A total of 196 children with a mean ± SD age of 3.94 ± 2.58 years underwent injection of 332 ureters. Mean ± SD vesicoureteral reflux grade was 2.8 ± 0.9. Of the ureters 52.4% demonstrated early to mid filling, 39.2% late filling and 8.4% voiding only reflux. Mean ± SD reflux grade was 3.1 ± 0.81 for early filling, 2.6 ± 0.81 for late filling and 2.1 ± 1.1 for voiding only (p <0.0001). Vesicoureteral reflux and hydrodistention grades correlated, with higher reflux grades associated with grade 3 hydrodistention (p <0.001). There was a significant relationship between reflux timing and hydrodistention grade (p <0.001), with a high percentage of ureters with grade 3 hydrodistention displaying early reflux compared to those with grade 1 disease. Significantly increased mean injected volume for ureters with grade 3 hydrodistention (1.6 ml) was observed compared to those with grade 1 or 2 disease (1.25 ml, p <0.001).
Hydrodistention grade correlates with vesicoureteral reflux grade, timing of reflux and injected volume. Early to mid filling vesicoureteral reflux is associated with abnormal hydrodistention (grade 2 to 3). Temporal pattern of vesicoureteral reflux on voiding cystourethrogram may be used to predict ureteral orifice competency and thus aid in predicting resolution of reflux.
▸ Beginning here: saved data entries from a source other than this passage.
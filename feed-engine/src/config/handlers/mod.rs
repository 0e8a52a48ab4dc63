//! Domain classifiers, one per entity type and action the feeds care about.
pub mod collection;
pub mod comment;
pub mod follow;
pub mod game;
pub mod removal;
pub mod review;
pub mod review_like;
pub mod user;

pub use collection::{CollectionGameAddedClassifier, CollectionGameRemovedClassifier};
pub use comment::CommentPostedClassifier;
pub use follow::{FollowClassifier, UnfollowClassifier};
pub use game::{GameMarkedClassifier, GameRemovedClassifier};
pub use removal::ReferenceRemovedClassifier;
pub use review::ReviewPostedClassifier;
pub use review_like::ReviewLikedClassifier;
pub use user::{UserDeletedClassifier, UserLanguageClassifier};

use std::sync::Arc;

use feed_engine_pipeline::processor::{EventProcessor, MilestoneClassifier};
use feed_engine_shared::types::{EntityType, EventAction};

use crate::config::Settings;

/// Builds the classifier registry for every event the engine handles.
pub fn register_handlers(settings: &Settings) -> EventProcessor {
    use EntityType::*;
    use EventAction::*;

    let mut processor = EventProcessor::new();
    let removed = Arc::new(ReferenceRemovedClassifier);

    processor.register_classifier(Review, Addition, Arc::new(ReviewPostedClassifier));
    processor.register_classifier(Review, Deletion, removed.clone());
    processor.register_classifier(Comment, Addition, Arc::new(CommentPostedClassifier));
    processor.register_classifier(Comment, Deletion, removed.clone());
    processor.register_classifier(Collection, Deletion, removed);
    processor.register_classifier(Game, Addition, Arc::new(GameMarkedClassifier));
    processor.register_classifier(Game, Deletion, Arc::new(GameRemovedClassifier));
    processor.register_classifier(Follow, Addition, Arc::new(FollowClassifier));
    processor.register_classifier(Follow, Deletion, Arc::new(UnfollowClassifier));
    processor.register_classifier(ReviewLike, Addition, Arc::new(ReviewLikedClassifier));
    processor.register_classifier(
        CollectionGame,
        Addition,
        Arc::new(CollectionGameAddedClassifier::new(settings.collection_min_feed_size)),
    );
    processor.register_classifier(CollectionGame, Deletion, Arc::new(CollectionGameRemovedClassifier));
    processor.register_classifier(User, Deletion, Arc::new(UserDeletedClassifier));
    processor.register_classifier(User, LanguageChange, Arc::new(UserLanguageClassifier));
    processor.register_classifier(Milestone, Addition, Arc::new(MilestoneClassifier));
    processor
}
双水扩张植入技术利用输尿管水扩张来观察注射部位并确定所需的填充剂体积。除了分级外,排尿性膀胱尿道造影上的早期膀胱输尿管反流可提供有关反流自发消退的预后信息。我们假设反流时间可预测内镜下的水扩张分级。
我们确定了2009年至2012年间接受双水扩张植入技术治疗原发性膀胱输尿管反流的儿童。前瞻性地确定水扩张分级(0至3级),并与膀胱输尿管反流分级和排尿性膀胱尿道造影上的反流时间进行比较。
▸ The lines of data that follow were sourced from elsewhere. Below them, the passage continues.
//! Threshold detection.
//!
//! Two triggers lead to a community milestone: a monotonic counter crossing
//! its threshold upward, and a burst of sub-events (distinct actors) landing
//! within a rolling window. Either way the milestone fires through
//! [`ThresholdRepository::try_mark`], whose unique mark row is the only thing
//! standing between concurrent crossings and a duplicate event.
use std::sync::Arc;

use chrono::{Duration, Utc};
use feed_engine_repository::ThresholdRepository;
use feed_engine_shared::types::{
    EntityRef, EntityType, EventId, Milestone, NewEvent, ThresholdMark, ThresholdSample,
};
use serde_json::json;
use tracing::{debug, info, instrument};
use uuid::Uuid;

use crate::errors::ThresholdError;
use crate::processor::CounterCheck;

#[derive(Debug, Clone)]
pub struct ThresholdConfig {
    pub user_followers: i64,
    pub review_likes: i64,
    pub review_comments: i64,
    /// Distinct owners within `game_owned_window` that make a game popular.
    pub game_owned_count: usize,
    pub game_owned_window: Duration,
}

impl Default for ThresholdConfig {
    fn default() -> Self {
        Self {
            user_followers: 100,
            review_likes: 25,
            review_comments: 25,
            game_owned_count: 20,
            game_owned_window: Duration::hours(24),
        }
    }
}

impl ThresholdConfig {
    /// Counter threshold for edge-triggered milestones.
    pub fn counter_threshold(&self, milestone: Milestone) -> Option<i64> {
        match milestone {
            Milestone::UserPopular => Some(self.user_followers),
            Milestone::ReviewPopular => Some(self.review_likes),
            Milestone::ReviewDiscussed => Some(self.review_comments),
            Milestone::GamePopular => None,
        }
    }

    /// `(count, window)` for density milestones.
    pub fn density_window(&self, milestone: Milestone) -> Option<(usize, Duration)> {
        match milestone {
            Milestone::GamePopular => Some((self.game_owned_count, self.game_owned_window)),
            _ => None,
        }
    }
}

/// Upward crossing: `old < threshold <= new`.
pub fn crossed(old: i64, new: i64, threshold: i64) -> bool {
    old < threshold && threshold <= new
}

/// Whether the `count`-th most recent timestamp is within `window` of the
/// most recent one. `timestamps` are newest first.
pub fn dense_enough(timestamps: &[chrono::DateTime<Utc>], count: usize, window: Duration) -> bool {
    if count == 0 || timestamps.len() < count {
        return false;
    }
    timestamps[0] - timestamps[count - 1] <= window
}

pub struct ThresholdDetector {
    repository: Arc<dyn ThresholdRepository>,
    config: ThresholdConfig,
}

impl ThresholdDetector {
    pub fn new(repository: Arc<dyn ThresholdRepository>, config: ThresholdConfig) -> Self {
        Self { repository, config }
    }

    pub fn config(&self) -> &ThresholdConfig {
        &self.config
    }

    /// Edge-triggered check. Returns whether this call fired the milestone.
    pub async fn check_counter(&self, check: &CounterCheck) -> Result<bool, ThresholdError> {
        let Some(threshold) = self.config.counter_threshold(check.milestone) else {
            return Ok(false);
        };
        if !crossed(check.old, check.new, threshold) {
            return Ok(false);
        }
        Ok(self.fire(check.subject, check.milestone).await?.is_some())
    }

    /// Records a density sub-event and evaluates the window incrementally.
    ///
    /// The window is evaluated even when the actor was already sampled, so a
    /// redelivered sub-event still gets a chance to fire a milestone a crash
    /// may have missed. Samples that fell out of the window are dropped, and
    /// once the milestone is marked the entity keeps none at all.
    pub async fn observe(&self, sample: &ThresholdSample) -> Result<bool, ThresholdError> {
        let Some((count, window)) = self.config.density_window(sample.milestone) else {
            return Ok(false);
        };
        if self
            .repository
            .get_mark(&sample.entity, sample.milestone)
            .await?
            .is_some()
        {
            self.repository
                .clear_samples(&sample.entity, sample.milestone)
                .await?;
            return Ok(false);
        }

        if !self.repository.record_sample(sample).await? {
            debug!(entity = %sample.entity, actor = %sample.actor_id, "Actor already sampled");
        }
        let pruned = self
            .repository
            .prune_samples(&sample.entity, sample.milestone, sample.occurred_at - window)
            .await?;
        if pruned > 0 {
            debug!(entity = %sample.entity, pruned, "Dropped samples outside the window");
        }

        let fired = self
            .maybe_fire(
                sample.entity.entity_type,
                sample.entity.id,
                sample.milestone,
                count,
                window,
            )
            .await?;
        if fired {
            self.repository
                .clear_samples(&sample.entity, sample.milestone)
                .await?;
        }
        Ok(fired)
    }

    /// Fires `milestone` for the entity once `window_count` samples fall
    /// within `window_duration` of the latest one.
    #[instrument(skip(self))]
    pub async fn maybe_fire(
        &self,
        entity_type: EntityType,
        entity_id: Uuid,
        milestone: Milestone,
        window_count: usize,
        window_duration: Duration,
    ) -> Result<bool, ThresholdError> {
        let entity = EntityRef::new(entity_type, entity_id);
        let timestamps = self
            .repository
            .recent_samples(&entity, milestone, window_count)
            .await?;
        if !dense_enough(&timestamps, window_count, window_duration) {
            return Ok(false);
        }
        Ok(self.fire(entity, milestone).await?.is_some())
    }

    /// Claims the mark and enqueues the milestone event. Only the winning
    /// caller gets an event id.
    pub async fn fire(
        &self,
        subject: EntityRef,
        milestone: Milestone,
    ) -> Result<Option<EventId>, ThresholdError> {
        let now = Utc::now();
        let mark = ThresholdMark::new(subject, milestone, now);
        let event = NewEvent::addition(EntityType::Milestone, subject.id)
            .with_extra(json!({
                "milestone": milestone.as_str(),
                "subject_type": subject.entity_type.as_str(),
            }))
            .at(now);

        let fired = self.repository.try_mark(&mark, &event).await?;
        match fired {
            Some(event_id) => info!(event_id, subject = %subject, milestone = %milestone, "Milestone fired"),
            None => debug!(subject = %subject, milestone = %milestone, "Milestone already marked"),
        }
        Ok(fired)
    }
}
共有196名平均年龄为3.94±2.58岁的儿童接受了332条输尿管的注射。平均膀胱输尿管反流分级为2.8±0.9。在这些输尿管中,52.4%表现为早期至中期充盈,39.2%表现为晚期充盈,8.4%仅在排尿时有反流。早期充盈的平均反流分级为3.1±0.81,晚期充盈为2.6±0.81,仅排尿时反流为2.1±1.1(p<0.0001)。膀胱输尿管反流分级与水扩张分级相关,反流分级越高,与3级水扩张相关(p<0.001)。反流时间与水扩张分级之间存在显著关系(p<0.001),与1级疾病相比,3级水扩张的输尿管中早期反流的比例较高。与1级或2级疾病的输尿管(1.25ml)相比,观察到3级水扩张的输尿管平均注射体积显著增加(1.6ml,p<0.001)。
水扩张分级与膀胱输尿管反流分级、反流时间和注射体积相关。早期至中期充盈的膀胱输尿管反流与异常水扩张(2至3级)相关。排尿性膀胱尿道造影上膀胱输尿管反流的时间模式可用于预测输尿管口功能,从而有助于预测反流的消退。